A parliamentary committee on Friday rejected a proposal that Serbia's respected central bank governor should keep his job, raising the prospect that he could be forced to step down 1-1/2 years before his term ends.
The committee voted by seven to six that Jelasic should go, a surprise result as Radovan Jelasic was thought to have the support of all parties in the coalition government.
The reason for the vote lies in an obscure legal provision borne out of political haggling.
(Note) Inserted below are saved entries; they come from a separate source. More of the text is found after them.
//! HTTP transport subsystem.
//!
//! # Data Flow
//! ```text
//! TCP connection
//!     → server.rs (Axum router, timeout, trace, request ID)
//!     → request.rs (JSON envelope → CascadeRequest)
//!     → service::Orchestrator::handle
//!     → response.rs (CascadeResponse / CascadeError → JSON)
//!     → Send to client
//! ```

pub mod request;
pub mod response;
pub mod server;

pub use request::{RequestIdExt, X_REQUEST_ID};
pub use server::{AppState, HttpServer};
Serbia's new constitutional law, passed last year, required the appointment of a new governor after a January 21 election.
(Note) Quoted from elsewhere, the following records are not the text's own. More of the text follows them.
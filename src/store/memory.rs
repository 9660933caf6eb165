//! In-process state store.
//!
//! Backs single-instance deployments and every test that needs a shared
//! store between two orchestrators in the same process.

use std::collections::HashSet;
use std::sync::Arc;
use std::time::Duration;

use async_trait::async_trait;
use dashmap::DashMap;
use tokio::time::Instant;

use super::{StateStore, StoreError, StoreResult};

#[derive(Debug, Clone)]
struct Entry {
    value: String,
    expires_at: Option<Instant>,
}

impl Entry {
    fn is_live(&self, now: Instant) -> bool {
        self.expires_at.map_or(true, |at| at > now)
    }
}

/// DashMap-backed [`StateStore`]. Clones share the same data.
#[derive(Debug, Clone, Default)]
pub struct InMemoryStore {
    values: Arc<DashMap<String, Entry>>,
    sets: Arc<DashMap<String, HashSet<String>>>,
}

impl InMemoryStore {
    pub fn new() -> Self {
        Self::default()
    }

    /// Remaining lifetime of a value, if it has one.
    pub fn ttl(&self, key: &str) -> Option<Duration> {
        let now = Instant::now();
        self.values
            .get(key)
            .filter(|e| e.is_live(now))
            .and_then(|e| e.expires_at)
            .map(|at| at.saturating_duration_since(now))
    }
}

#[async_trait]
impl StateStore for InMemoryStore {
    async fn set(&self, key: &str, value: &str) -> StoreResult<()> {
        self.values.insert(
            key.to_string(),
            Entry {
                value: value.to_string(),
                expires_at: None,
            },
        );
        Ok(())
    }

    async fn set_with_expiry(&self, key: &str, value: &str, ttl: Duration) -> StoreResult<()> {
        if ttl.is_zero() {
            return Err(StoreError::Backend("expiry must be positive".to_string()));
        }
        self.values.insert(
            key.to_string(),
            Entry {
                value: value.to_string(),
                expires_at: Some(Instant::now() + ttl),
            },
        );
        Ok(())
    }

    async fn get(&self, key: &str) -> StoreResult<String> {
        let now = Instant::now();
        if let Some(entry) = self.values.get(key) {
            if entry.is_live(now) {
                return Ok(entry.value.clone());
            }
        }
        self.values.remove_if(key, |_, e| !e.is_live(now));
        Err(StoreError::KeyNotFound)
    }

    async fn add_members(&self, key: &str, members: &[String]) -> StoreResult<u64> {
        let mut set = self.sets.entry(key.to_string()).or_default();
        let mut added = 0;
        for member in members {
            if set.insert(member.clone()) {
                added += 1;
            }
        }
        Ok(added)
    }

    async fn members(&self, key: &str) -> StoreResult<Vec<String>> {
        Ok(self
            .sets
            .get(key)
            .map(|set| set.iter().cloned().collect())
            .unwrap_or_default())
    }

    async fn is_members(&self, key: &str, candidates: &[String]) -> StoreResult<Vec<bool>> {
        let set = self.sets.get(key);
        Ok(candidates
            .iter()
            .map(|c| set.as_ref().is_some_and(|s| s.contains(c)))
            .collect())
    }

    async fn scan(&self, pattern: &str, _page_size: usize) -> StoreResult<Vec<String>> {
        let now = Instant::now();
        let mut keys: Vec<String> = self
            .values
            .iter()
            .filter(|e| e.value().is_live(now))
            .map(|e| e.key().clone())
            .chain(self.sets.iter().map(|e| e.key().clone()))
            .filter(|k| glob_match(pattern, k))
            .collect();
        keys.sort();
        keys.dedup();
        Ok(keys)
    }
}

/// Glob matching for `*` and `?`, enough for the key patterns we scan with.
fn glob_match(pattern: &str, text: &str) -> bool {
    let p: Vec<char> = pattern.chars().collect();
    let t: Vec<char> = text.chars().collect();
    let (mut pi, mut ti) = (0, 0);
    let mut star: Option<(usize, usize)> = None;

    while ti < t.len() {
        if pi < p.len() && (p[pi] == '?' || p[pi] == t[ti]) {
            pi += 1;
            ti += 1;
        } else if pi < p.len() && p[pi] == '*' {
            star = Some((pi, ti));
            pi += 1;
        } else if let Some((sp, st)) = star {
            pi = sp + 1;
            ti = st + 1;
            star = Some((sp, st + 1));
        } else {
            return false;
        }
    }
    p[pi..].iter().all(|c| *c == '*')
}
The provision, seen as part of bargaining over key posts, was criticised for overruling a previous law giving governors a five-year term as protection from the meddling of governments.
The issue was quietly sidelined after the election as parties bargained for a coalition, finally agreed in mid-May. During the months of uncertainty, the central bank was praised as a pillar of stability for Serbia's nascent financial markets.
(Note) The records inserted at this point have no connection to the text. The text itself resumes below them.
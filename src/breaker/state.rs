//! Per-endpoint circuit breaker state machine.
//!
//! # States
//! - Closed: normal operation, requests pass through
//! - Open: endpoint assumed down, requests fail fast
//! - Half-Open: exactly one trial request is in flight
//!
//! # State Transitions
//! ```text
//! Closed → Open: consecutive_failures >= failure_threshold
//! Open → Half-Open: first admission attempt after open_timeout
//! Half-Open → Closed: trial succeeds
//! Half-Open → Open: trial fails (timeout restarts)
//! ```
//!
//! Every transition bumps the generation; outcomes reported against an older
//! generation are ignored.

use std::fmt;
use std::str::FromStr;
use std::sync::{Mutex, MutexGuard, PoisonError};
use std::time::Duration;

use serde::{Deserialize, Serialize};
use tokio::time::Instant;

use crate::endpoint::EndpointKey;

/// Breaker state. Serialized as `closed`, `open`, `half-open`.
#[derive(Debug, Clone, Copy, PartialEq, Eq, Hash, Serialize, Deserialize)]
#[serde(rename_all = "kebab-case")]
pub enum State {
    Closed,
    Open,
    HalfOpen,
}

impl State {
    pub fn as_str(&self) -> &'static str {
        match self {
            State::Closed => "closed",
            State::Open => "open",
            State::HalfOpen => "half-open",
        }
    }
}

impl fmt::Display for State {
    fn fmt(&self, f: &mut fmt::Formatter<'_>) -> fmt::Result {
        f.write_str(self.as_str())
    }
}

impl FromStr for State {
    type Err = String;

    fn from_str(s: &str) -> Result<Self, Self::Err> {
        match s {
            "closed" => Ok(State::Closed),
            "open" => Ok(State::Open),
            "half-open" => Ok(State::HalfOpen),
            other => Err(format!("unknown breaker state '{}'", other)),
        }
    }
}

/// Request counters for the current generation.
#[derive(Debug, Clone, Copy, Default, PartialEq, Eq, Serialize)]
pub struct Counts {
    pub requests: u32,
    pub total_successes: u32,
    pub total_failures: u32,
    pub consecutive_successes: u32,
    pub consecutive_failures: u32,
}

impl Counts {
    fn on_request(&mut self) {
        self.requests = self.requests.saturating_add(1);
    }

    fn on_success(&mut self) {
        self.total_successes = self.total_successes.saturating_add(1);
        self.consecutive_successes = self.consecutive_successes.saturating_add(1);
        self.consecutive_failures = 0;
    }

    fn on_failure(&mut self) {
        self.total_failures = self.total_failures.saturating_add(1);
        self.consecutive_failures = self.consecutive_failures.saturating_add(1);
        self.consecutive_successes = 0;
    }
}

/// Breaker tuning shared by every endpoint.
#[derive(Debug, Clone)]
pub struct Settings {
    /// Trip when consecutive failures reach this value.
    pub failure_threshold: u32,
    /// Time spent Open before a trial is admitted. Also the status TTL.
    pub open_timeout: Duration,
    /// Closed-state window after which counts are cleared. `None` keeps them.
    pub interval: Option<Duration>,
}

impl Default for Settings {
    fn default() -> Self {
        Self {
            failure_threshold: 5,
            open_timeout: Duration::from_secs(60),
            interval: None,
        }
    }
}

impl Settings {
    /// Trip policy: `consecutive_failures >= failure_threshold`.
    pub fn ready_to_trip(&self, counts: &Counts) -> bool {
        counts.consecutive_failures >= self.failure_threshold
    }
}

/// A state change, reported to transition observers.
#[derive(Debug, Clone, PartialEq, Eq)]
pub struct Transition {
    pub endpoint: EndpointKey,
    pub from: State,
    pub to: State,
    pub generation: u64,
}

/// Proof of admission for one call.
#[derive(Debug, Clone, Copy, PartialEq, Eq)]
pub struct Ticket {
    generation: u64,
    trial: bool,
}

/// The breaker refused to admit a call.
#[derive(Debug, Clone, Copy, PartialEq, Eq)]
pub struct Rejected;

/// Point-in-time view of a breaker for introspection.
#[derive(Debug, Clone, Serialize)]
pub struct Snapshot {
    pub endpoint: EndpointKey,
    pub state: State,
    pub generation: u64,
    pub counts: Counts,
}

#[derive(Debug)]
struct Inner {
    state: State,
    counts: Counts,
    generation: u64,
    expiry: Option<Instant>,
    trial_in_flight: bool,
}

/// Circuit breaker for one endpoint.
#[derive(Debug)]
pub struct CircuitBreaker {
    endpoint: EndpointKey,
    settings: Settings,
    inner: Mutex<Inner>,
}

impl CircuitBreaker {
    pub fn new(endpoint: EndpointKey, settings: Settings) -> Self {
        let expiry = settings.interval.map(|i| Instant::now() + i);
        Self {
            endpoint,
            settings,
            inner: Mutex::new(Inner {
                state: State::Closed,
                counts: Counts::default(),
                generation: 0,
                expiry,
                trial_in_flight: false,
            }),
        }
    }

    pub fn endpoint(&self) -> &EndpointKey {
        &self.endpoint
    }

    pub fn settings(&self) -> &Settings {
        &self.settings
    }

    /// Current state, applying any time-based transition first.
    pub fn state(&self, now: Instant, transitions: &mut Vec<Transition>) -> State {
        let mut inner = self.lock();
        self.current_state(&mut inner, now, transitions)
    }

    /// Stored state without advancing the clock.
    pub fn snapshot(&self) -> Snapshot {
        let inner = self.lock();
        Snapshot {
            endpoint: self.endpoint.clone(),
            state: inner.state,
            generation: inner.generation,
            counts: inner.counts,
        }
    }

    /// Admit a call, or reject it while Open or while a trial is in flight.
    pub fn try_acquire(
        &self,
        now: Instant,
        transitions: &mut Vec<Transition>,
    ) -> Result<Ticket, Rejected> {
        let mut inner = self.lock();
        let state = self.current_state(&mut inner, now, transitions);

        let trial = match state {
            State::Open => return Err(Rejected),
            State::HalfOpen if inner.trial_in_flight => return Err(Rejected),
            State::HalfOpen => {
                inner.trial_in_flight = true;
                true
            }
            State::Closed => false,
        };

        inner.counts.on_request();
        Ok(Ticket {
            generation: inner.generation,
            trial,
        })
    }

    /// Report the outcome of an admitted call.
    pub fn record(
        &self,
        ticket: Ticket,
        success: bool,
        now: Instant,
        transitions: &mut Vec<Transition>,
    ) {
        let mut inner = self.lock();
        let state = self.current_state(&mut inner, now, transitions);
        if ticket.generation != inner.generation {
            return;
        }

        if success {
            inner.counts.on_success();
            if state == State::HalfOpen {
                self.set_state(&mut inner, State::Closed, now, transitions);
            }
        } else {
            inner.counts.on_failure();
            match state {
                State::Closed if self.settings.ready_to_trip(&inner.counts) => {
                    self.set_state(&mut inner, State::Open, now, transitions);
                }
                State::HalfOpen => {
                    self.set_state(&mut inner, State::Open, now, transitions);
                }
                _ => {}
            }
        }
    }

    /// Release an admitted call whose outcome will never be reported.
    ///
    /// Frees the half-open trial slot without counting a success or failure.
    pub fn abandon(&self, ticket: Ticket) {
        let mut inner = self.lock();
        if ticket.trial && ticket.generation == inner.generation {
            inner.trial_in_flight = false;
        }
    }

    fn current_state(
        &self,
        inner: &mut Inner,
        now: Instant,
        transitions: &mut Vec<Transition>,
    ) -> State {
        match inner.state {
            State::Closed => {
                if matches!(inner.expiry, Some(expiry) if expiry <= now) {
                    self.new_generation(inner, now);
                }
            }
            State::Open => {
                if matches!(inner.expiry, Some(expiry) if expiry <= now) {
                    self.set_state(inner, State::HalfOpen, now, transitions);
                }
            }
            State::HalfOpen => {}
        }
        inner.state
    }

    fn set_state(
        &self,
        inner: &mut Inner,
        to: State,
        now: Instant,
        transitions: &mut Vec<Transition>,
    ) {
        if inner.state == to {
            return;
        }
        let from = inner.state;
        inner.state = to;
        self.new_generation(inner, now);

        transitions.push(Transition {
            endpoint: self.endpoint.clone(),
            from,
            to,
            generation: inner.generation,
        });
    }

    fn new_generation(&self, inner: &mut Inner, now: Instant) {
        inner.generation += 1;
        inner.counts = Counts::default();
        inner.trial_in_flight = false;
        inner.expiry = match inner.state {
            State::Closed => self.settings.interval.map(|i| now + i),
            State::Open => Some(now + self.settings.open_timeout),
            State::HalfOpen => None,
        };
    }

    fn lock(&self) -> MutexGuard<'_, Inner> {
        self.inner.lock().unwrap_or_else(PoisonError::into_inner)
    }
}

#[cfg(test)]
mod tests {
    use super::*;

    fn breaker(threshold: u32, open_secs: u64) -> CircuitBreaker {
        CircuitBreaker::new(
            EndpointKey::new("GET", "http://a/x").unwrap(),
            Settings {
                failure_threshold: threshold,
                open_timeout: Duration::from_secs(open_secs),
                interval: None,
            },
        )
    }

    fn fail(cb: &CircuitBreaker, now: Instant, out: &mut Vec<Transition>) {
        let ticket = cb.try_acquire(now, out).unwrap();
        cb.record(ticket, false, now, out);
    }

    #[test]
    fn test_trips_at_threshold() {
        let cb = breaker(5, 60);
        let now = Instant::now();
        let mut out = Vec::new();

        for _ in 0..4 {
            fail(&cb, now, &mut out);
        }
        assert_eq!(cb.state(now, &mut out), State::Closed);
        assert!(out.is_empty());

        fail(&cb, now, &mut out);
        assert_eq!(cb.state(now, &mut out), State::Open);
        assert_eq!(out.len(), 1);
        assert_eq!(out[0].from, State::Closed);
        assert_eq!(out[0].to, State::Open);
        assert_eq!(cb.try_acquire(now, &mut out), Err(Rejected));
    }

    #[test]
    fn test_success_resets_consecutive_failures() {
        let cb = breaker(3, 60);
        let now = Instant::now();
        let mut out = Vec::new();

        fail(&cb, now, &mut out);
        fail(&cb, now, &mut out);
        let ticket = cb.try_acquire(now, &mut out).unwrap();
        cb.record(ticket, true, now, &mut out);
        fail(&cb, now, &mut out);
        fail(&cb, now, &mut out);

        assert_eq!(cb.state(now, &mut out), State::Closed);
        assert_eq!(cb.snapshot().counts.consecutive_failures, 2);
    }

    #[test]
    fn test_half_open_admits_single_trial() {
        let cb = breaker(1, 10);
        let start = Instant::now();
        let mut out = Vec::new();
        fail(&cb, start, &mut out);

        let early = start + Duration::from_secs(9);
        assert_eq!(cb.try_acquire(early, &mut out), Err(Rejected));

        let later = start + Duration::from_secs(10);
        let trial = cb.try_acquire(later, &mut out).unwrap();
        assert_eq!(cb.state(later, &mut out), State::HalfOpen);
        assert_eq!(cb.try_acquire(later, &mut out), Err(Rejected));

        cb.record(trial, true, later, &mut out);
        assert_eq!(cb.state(later, &mut out), State::Closed);
        let states: Vec<_> = out.iter().map(|t| t.to).collect();
        assert_eq!(states, vec![State::Open, State::HalfOpen, State::Closed]);
    }

    #[test]
    fn test_failed_trial_reopens_and_restarts_timeout() {
        let cb = breaker(1, 10);
        let start = Instant::now();
        let mut out = Vec::new();
        fail(&cb, start, &mut out);

        let t1 = start + Duration::from_secs(10);
        fail(&cb, t1, &mut out);
        assert_eq!(cb.state(t1, &mut out), State::Open);

        assert_eq!(
            cb.try_acquire(t1 + Duration::from_secs(9), &mut out),
            Err(Rejected)
        );
        assert!(cb.try_acquire(t1 + Duration::from_secs(10), &mut out).is_ok());
    }

    #[test]
    fn test_stale_generation_outcome_ignored() {
        let cb = breaker(1, 10);
        let now = Instant::now();
        let mut out = Vec::new();

        let stale = cb.try_acquire(now, &mut out).unwrap();
        fail(&cb, now, &mut out);
        assert_eq!(cb.state(now, &mut out), State::Open);

        cb.record(stale, true, now, &mut out);
        assert_eq!(cb.state(now, &mut out), State::Open);
    }

    #[test]
    fn test_abandoned_trial_frees_slot() {
        let cb = breaker(1, 1);
        let start = Instant::now();
        let mut out = Vec::new();
        fail(&cb, start, &mut out);

        let later = start + Duration::from_secs(1);
        let trial = cb.try_acquire(later, &mut out).unwrap();
        cb.abandon(trial);
        assert!(cb.try_acquire(later, &mut out).is_ok());
    }

    #[test]
    fn test_interval_clears_closed_counts() {
        let cb = CircuitBreaker::new(
            EndpointKey::new("GET", "http://a/x").unwrap(),
            Settings {
                failure_threshold: 3,
                open_timeout: Duration::from_secs(60),
                interval: Some(Duration::from_secs(5)),
            },
        );
        let start = Instant::now();
        let mut out = Vec::new();
        fail(&cb, start, &mut out);
        fail(&cb, start, &mut out);

        let later = start + Duration::from_secs(6);
        fail(&cb, later, &mut out);
        assert_eq!(cb.state(later, &mut out), State::Closed);
        assert_eq!(cb.snapshot().counts.consecutive_failures, 1);
    }

    #[test]
    fn test_state_string_form() {
        assert_eq!("half-open".parse::<State>(), Ok(State::HalfOpen));
        assert_eq!(State::Open.to_string(), "open");
        assert!("OPEN".parse::<State>().is_err());
    }
}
Friday's vote was expected to be a routine affair, and the upset pointed to possible rifts within the new government. The news sent the dinar currency half a percent down for about an hour. It later rebounded to trade at 81.69/81.89 to the euro in the interbank market by 1212 GMT.
"If the governor is elected for a five-year term, he should be given a chance to complete the term," Jelasic told reporters on the sidelines of a banking forum.
"If they were to discuss my work, I believe not only could I stay till the end of this term but even get the second term."